Stored data:
= Beginning of Section =

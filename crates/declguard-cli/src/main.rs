//! CLI entry point for declguard.
//!
//! This module is intentionally thin: it handles argument parsing, I/O, and exit codes.
//! All business logic lives in the `declguard-app` crate.

use anyhow::Context;
use camino::{Utf8Path, Utf8PathBuf};
use clap::{Parser, Subcommand};
use declguard_app::{
    CheckInput, ExplainOutput, format_explanation, format_not_found, format_rules,
    parse_report_json, render_annotations, render_markdown, run_check, run_explain, run_rules,
    runtime_error_report, serialize_report, to_renderable, verdict_exit_code,
};
use declguard_settings::Overrides;
use declguard_types::DeclguardReport;
use tracing_subscriber::EnvFilter;

/// Environment variable holding the log filter directives.
const LOG_ENV: &str = "DECLGUARD_LOG";

#[derive(Parser, Debug)]
#[command(
    name = "declguard",
    version,
    about = "Keeps exported TypeScript types inside declaration files"
)]
struct Cli {
    /// Path to declguard config TOML (missing file means defaults).
    #[arg(long, default_value = "declguard.toml")]
    config: Utf8PathBuf,

    /// Override profile (recommended|warn|off).
    #[arg(long)]
    profile: Option<String>,

    /// Override maximum findings to emit.
    #[arg(long)]
    max_findings: Option<u32>,

    /// Rule options as JSON, e.g. '{"allowedFilePatterns": ["*.d.ts"]}'.
    #[arg(long)]
    options: Option<String>,

    #[command(subcommand)]
    cmd: Commands,
}

#[derive(Subcommand, Debug)]
enum Commands {
    /// Evaluate policy over a declaration manifest and write artifacts.
    Check {
        /// Declaration manifest produced by the host parser.
        #[arg(long, default_value = "declarations.json")]
        input: Utf8PathBuf,

        /// Where to write the JSON report.
        #[arg(long, default_value = "artifacts/declguard/report.json")]
        report_out: Utf8PathBuf,

        /// Write a Markdown report alongside the JSON.
        #[arg(long)]
        write_markdown: bool,

        /// Where to write the Markdown report (if enabled).
        #[arg(long, default_value = "artifacts/declguard/comment.md")]
        markdown_out: Utf8PathBuf,
    },

    /// Render markdown from an existing JSON report.
    Md {
        /// Path to the JSON report file.
        #[arg(long, default_value = "artifacts/declguard/report.json")]
        report: Utf8PathBuf,

        /// Where to write the Markdown output (if not specified, prints to stdout).
        #[arg(long, short)]
        output: Option<Utf8PathBuf>,
    },

    /// Render GitHub Actions annotations from an existing JSON report.
    Annotations {
        /// Path to the JSON report file.
        #[arg(long, default_value = "artifacts/declguard/report.json")]
        report: Utf8PathBuf,

        /// Maximum number of annotations to emit.
        #[arg(long, default_value = "10")]
        max: usize,
    },

    /// Explain a rule id or message key with remediation guidance.
    Explain {
        /// The rule id (e.g. "no-exported-types-outside-dts") or message key ("noExportedType").
        identifier: String,
    },

    /// List registered rules as the selected profile configures them.
    Rules,
}

fn main() -> anyhow::Result<()> {
    init_logging();
    let cli = Cli::parse();

    match &cli.cmd {
        Commands::Check {
            input,
            report_out,
            write_markdown,
            markdown_out,
        } => cmd_check(&cli, input, report_out, *write_markdown, markdown_out),
        Commands::Md { report, output } => cmd_md(report, output.as_deref()),
        Commands::Annotations { report, max } => cmd_annotations(report, *max),
        Commands::Explain { identifier } => cmd_explain(identifier),
        Commands::Rules => {
            let profile = cli.profile.as_deref().unwrap_or("recommended");
            print!("{}", format_rules(&run_rules(profile)));
            Ok(())
        }
    }
}

fn init_logging() {
    let filter = EnvFilter::try_from_env(LOG_ENV).unwrap_or_else(|_| EnvFilter::new("warn"));
    tracing_subscriber::fmt()
        .with_env_filter(filter)
        .with_target(false)
        .with_writer(std::io::stderr)
        .init();
}

fn cmd_check(
    cli: &Cli,
    input: &Utf8Path,
    report_out: &Utf8Path,
    write_markdown: bool,
    markdown_out: &Utf8Path,
) -> anyhow::Result<()> {
    let result = (|| -> anyhow::Result<i32> {
        // Load config if present; missing file is allowed (defaults apply).
        let cfg_text = match std::fs::read_to_string(&cli.config) {
            Ok(text) => text,
            Err(err) if err.kind() == std::io::ErrorKind::NotFound => {
                tracing::debug!(path = %cli.config, "no config file; using defaults");
                String::new()
            }
            Err(err) => {
                return Err(err).with_context(|| format!("read config: {}", cli.config));
            }
        };

        let rule_options = cli
            .options
            .as_deref()
            .map(declguard_settings::parse_rule_options_json)
            .transpose()
            .context("parse --options")?;

        let manifest_text = std::fs::read_to_string(input)
            .with_context(|| format!("read declaration manifest: {}", input))?;

        let output = run_check(CheckInput {
            config_text: &cfg_text,
            manifest_text: &manifest_text,
            overrides: Overrides {
                profile: cli.profile.clone(),
                max_findings: cli.max_findings,
                rule_options,
            },
        })?;

        write_report_file(report_out, &output.report).context("write report json")?;

        if write_markdown {
            let md = render_markdown(&to_renderable(&output.report));
            write_text_file(markdown_out, &md).context("write markdown")?;
        }

        Ok(verdict_exit_code(output.report.verdict))
    })();

    match result {
        Ok(code) => {
            if code != 0 {
                std::process::exit(code);
            }
            Ok(())
        }
        Err(err) => {
            let report = runtime_error_report(&format!("{err:#}"));
            if let Err(write_err) = write_report_file(report_out, &report) {
                tracing::warn!(error = %write_err, "could not write runtime error report");
            }
            eprintln!("declguard error: {err:#}");
            std::process::exit(1);
        }
    }
}

fn write_report_file(path: &Utf8Path, report: &DeclguardReport) -> anyhow::Result<()> {
    if let Some(parent) = path.parent() {
        std::fs::create_dir_all(parent).with_context(|| format!("create directory: {}", parent))?;
    }
    let data = serialize_report(report).context("serialize report")?;
    std::fs::write(path, data).with_context(|| format!("write report: {}", path))?;
    Ok(())
}

fn write_text_file(path: &Utf8Path, text: &str) -> anyhow::Result<()> {
    if let Some(parent) = path.parent() {
        std::fs::create_dir_all(parent).with_context(|| format!("create directory: {}", parent))?;
    }
    std::fs::write(path, text).with_context(|| format!("write text: {}", path))?;
    Ok(())
}

fn cmd_md(report_path: &Utf8Path, output: Option<&Utf8Path>) -> anyhow::Result<()> {
    let report_text = std::fs::read_to_string(report_path)
        .with_context(|| format!("read report: {}", report_path))?;
    let report = parse_report_json(&report_text)?;
    let md = render_markdown(&to_renderable(&report));

    if let Some(out_path) = output {
        write_text_file(out_path, &md).context("write markdown output")?;
    } else {
        print!("{}", md);
    }

    Ok(())
}

fn cmd_annotations(report_path: &Utf8Path, max: usize) -> anyhow::Result<()> {
    let report_text = std::fs::read_to_string(report_path)
        .with_context(|| format!("read report: {}", report_path))?;
    let report = parse_report_json(&report_text)?;

    for annotation in render_annotations(&to_renderable(&report), max) {
        println!("{}", annotation);
    }

    Ok(())
}

fn cmd_explain(identifier: &str) -> anyhow::Result<()> {
    match run_explain(identifier) {
        ExplainOutput::Found { explanation, rule } => {
            print!("{}", format_explanation(&explanation, rule));
            Ok(())
        }
        ExplainOutput::NotFound {
            identifier,
            available_check_ids,
            available_codes,
        } => {
            eprint!(
                "{}",
                format_not_found(&identifier, available_check_ids, available_codes)
            );
            std::process::exit(1);
        }
    }
}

= End of Section =

■ Exercise
Each entry should be written out again exactly, with no word left out.

■ Solved problem
filename crates/declguard-cli/src/main.rs
//! CLI entry point for declguard.
//!
//! This module is intentionally thin: it handles argument parsing, I/O, and exit codes.
//! All business logic lives in the `declguard-app` crate.

use anyhow::Context;
use camino::{Utf8Path, Utf8PathBuf};
use clap::{Parser, Subcommand};
use declguard_app::{
    CheckInput, ExplainOutput, format_explanation, format_not_found, format_rules,
    parse_report_json, render_annotations, render_markdown, run_check, run_explain, run_rules,
    runtime_error_report, serialize_report, to_renderable, verdict_exit_code,
};
use declguard_settings::Overrides;
use declguard_types::DeclguardReport;
use tracing_subscriber::EnvFilter;

/// Environment variable holding the log filter directives.
const LOG_ENV: &str = "DECLGUARD_LOG";

#[derive(Parser, Debug)]
#[command(
    name = "declguard",
    version,
    about = "Keeps exported TypeScript types inside declaration files"
)]
struct Cli {
    /// Path to declguard config TOML (missing file means defaults).
    #[arg(long, default_value = "declguard.toml")]
    config: Utf8PathBuf,

    /// Override profile (recommended|warn|off).
    #[arg(long)]
    profile: Option<String>,

    /// Override maximum findings to emit.
    #[arg(long)]
    max_findings: Option<u32>,

    /// Rule options as JSON, e.g. '{"allowedFilePatterns": ["*.d.ts"]}'.
    #[arg(long)]
    options: Option<String>,

    #[command(subcommand)]
    cmd: Commands,
}

#[derive(Subcommand, Debug)]
enum Commands {
    /// Evaluate policy over a declaration manifest and write artifacts.
    Check {
        /// Declaration manifest produced by the host parser.
        #[arg(long, default_value = "declarations.json")]
        input: Utf8PathBuf,

        /// Where to write the JSON report.
        #[arg(long, default_value = "artifacts/declguard/report.json")]
        report_out: Utf8PathBuf,

        /// Write a Markdown report alongside the JSON.
        #[arg(long)]
        write_markdown: bool,

        /// Where to write the Markdown report (if enabled).
        #[arg(long, default_value = "artifacts/declguard/comment.md")]
        markdown_out: Utf8PathBuf,
    },

    /// Render markdown from an existing JSON report.
    Md {
        /// Path to the JSON report file.
        #[arg(long, default_value = "artifacts/declguard/report.json")]
        report: Utf8PathBuf,

        /// Where to write the Markdown output (if not specified, prints to stdout).
        #[arg(long, short)]
        output: Option<Utf8PathBuf>,
    },

    /// Render GitHub Actions annotations from an existing JSON report.
    Annotations {
        /// Path to the JSON report file.
        #[arg(long, default_value = "artifacts/declguard/report.json")]
        report: Utf8PathBuf,

        /// Maximum number of annotations to emit.
        #[arg(long, default_value = "10")]
        max: usize,
    },

    /// Explain a rule id or message key with remediation guidance.
    Explain {
        /// The rule id (e.g. "no-exported-types-outside-dts") or message key ("noExportedType").
        identifier: String,
    },

    /// List registered rules as the selected profile configures them.
    Rules,
}

fn main() -> anyhow::Result<()> {
    init_logging();
    let cli = Cli::parse();

    match &cli.cmd {
        Commands::Check {
            input,
            report_out,
            write_markdown,
            markdown_out,
        } => cmd_check(&cli, input, report_out, *write_markdown, markdown_out),
        Commands::Md { report, output } => cmd_md(report, output.as_deref()),
        Commands::Annotations { report, max } => cmd_annotations(report, *max),
        Commands::Explain { identifier } => cmd_explain(identifier),
        Commands::Rules => {
            let profile = cli.profile.as_deref().unwrap_or("recommended");
            print!("{}", format_rules(&run_rules(profile)));
            Ok(())
        }
    }
}

fn init_logging() {
    let filter = EnvFilter::try_from_env(LOG_ENV).unwrap_or_else(|_| EnvFilter::new("warn"));
    tracing_subscriber::fmt()
        .with_env_filter(filter)
        .with_target(false)
        .with_writer(std::io::stderr)
        .init();
}

fn cmd_check(
    cli: &Cli,
    input: &Utf8Path,
    report_out: &Utf8Path,
    write_markdown: bool,
    markdown_out: &Utf8Path,
) -> anyhow::Result<()> {
    let result = (|| -> anyhow::Result<i32> {
        // Load config if present; missing file is allowed (defaults apply).
        let cfg_text = match std::fs::read_to_string(&cli.config) {
            Ok(text) => text,
            Err(err) if err.kind() == std::io::ErrorKind::NotFound => {
                tracing::debug!(path = %cli.config, "no config file; using defaults");
                String::new()
            }
            Err(err) => {
                return Err(err).with_context(|| format!("read config: {}", cli.config));
            }
        };

        let rule_options = cli
            .options
            .as_deref()
            .map(declguard_settings::parse_rule_options_json)
            .transpose()
            .context("parse --options")?;

        let manifest_text = std::fs::read_to_string(input)
            .with_context(|| format!("read declaration manifest: {}", input))?;

        let output = run_check(CheckInput {
            config_text: &cfg_text,
            manifest_text: &manifest_text,
            overrides: Overrides {
                profile: cli.profile.clone(),
                max_findings: cli.max_findings,
                rule_options,
            },
        })?;

        write_report_file(report_out, &output.report).context("write report json")?;

        if write_markdown {
            let md = render_markdown(&to_renderable(&output.report));
            write_text_file(markdown_out, &md).context("write markdown")?;
        }

        Ok(verdict_exit_code(output.report.verdict))
    })();

    match result {
        Ok(code) => {
            if code != 0 {
                std::process::exit(code);
            }
            Ok(())
        }
        Err(err) => {
            let report = runtime_error_report(&format!("{err:#}"));
            if let Err(write_err) = write_report_file(report_out, &report) {
                tracing::warn!(error = %write_err, "could not write runtime error report");
            }
            eprintln!("declguard error: {err:#}");
            std::process::exit(1);
        }
    }
}

fn write_report_file(path: &Utf8Path, report: &DeclguardReport) -> anyhow::Result<()> {
    if let Some(parent) = path.parent() {
        std::fs::create_dir_all(parent).with_context(|| format!("create directory: {}", parent))?;
    }
    let data = serialize_report(report).context("serialize report")?;
    std::fs::write(path, data).with_context(|| format!("write report: {}", path))?;
    Ok(())
}

fn write_text_file(path: &Utf8Path, text: &str) -> anyhow::Result<()> {
    if let Some(parent) = path.parent() {
        std::fs::create_dir_all(parent).with_context(|| format!("create directory: {}", parent))?;
    }
    std::fs::write(path, text).with_context(|| format!("write text: {}", path))?;
    Ok(())
}

fn cmd_md(report_path: &Utf8Path, output: Option<&Utf8Path>) -> anyhow::Result<()> {
    let report_text = std::fs::read_to_string(report_path)
        .with_context(|| format!("read report: {}", report_path))?;
    let report = parse_report_json(&report_text)?;
    let md = render_markdown(&to_renderable(&report));

    if let Some(out_path) = output {
        write_text_file(out_path, &md).context("write markdown output")?;
    } else {
        print!("{}", md);
    }

    Ok(())
}

fn cmd_annotations(report_path: &Utf8Path, max: usize) -> anyhow::Result<()> {
    let report_text = std::fs::read_to_string(report_path)
        .with_context(|| format!("read report: {}", report_path))?;
    let report = parse_report_json(&report_text)?;

    for annotation in render_annotations(&to_renderable(&report), max) {
        println!("{}", annotation);
    }

    Ok(())
}

fn cmd_explain(identifier: &str) -> anyhow::Result<()> {
    match run_explain(identifier) {
        ExplainOutput::Found { explanation, rule } => {
            print!("{}", format_explanation(&explanation, rule));
            Ok(())
        }
        ExplainOutput::NotFound {
            identifier,
            available_check_ids,
            available_codes,
        } => {
            eprint!(
                "{}",
                format_not_found(&identifier, available_check_ids, available_codes)
            );
            std::process::exit(1);
        }
    }
}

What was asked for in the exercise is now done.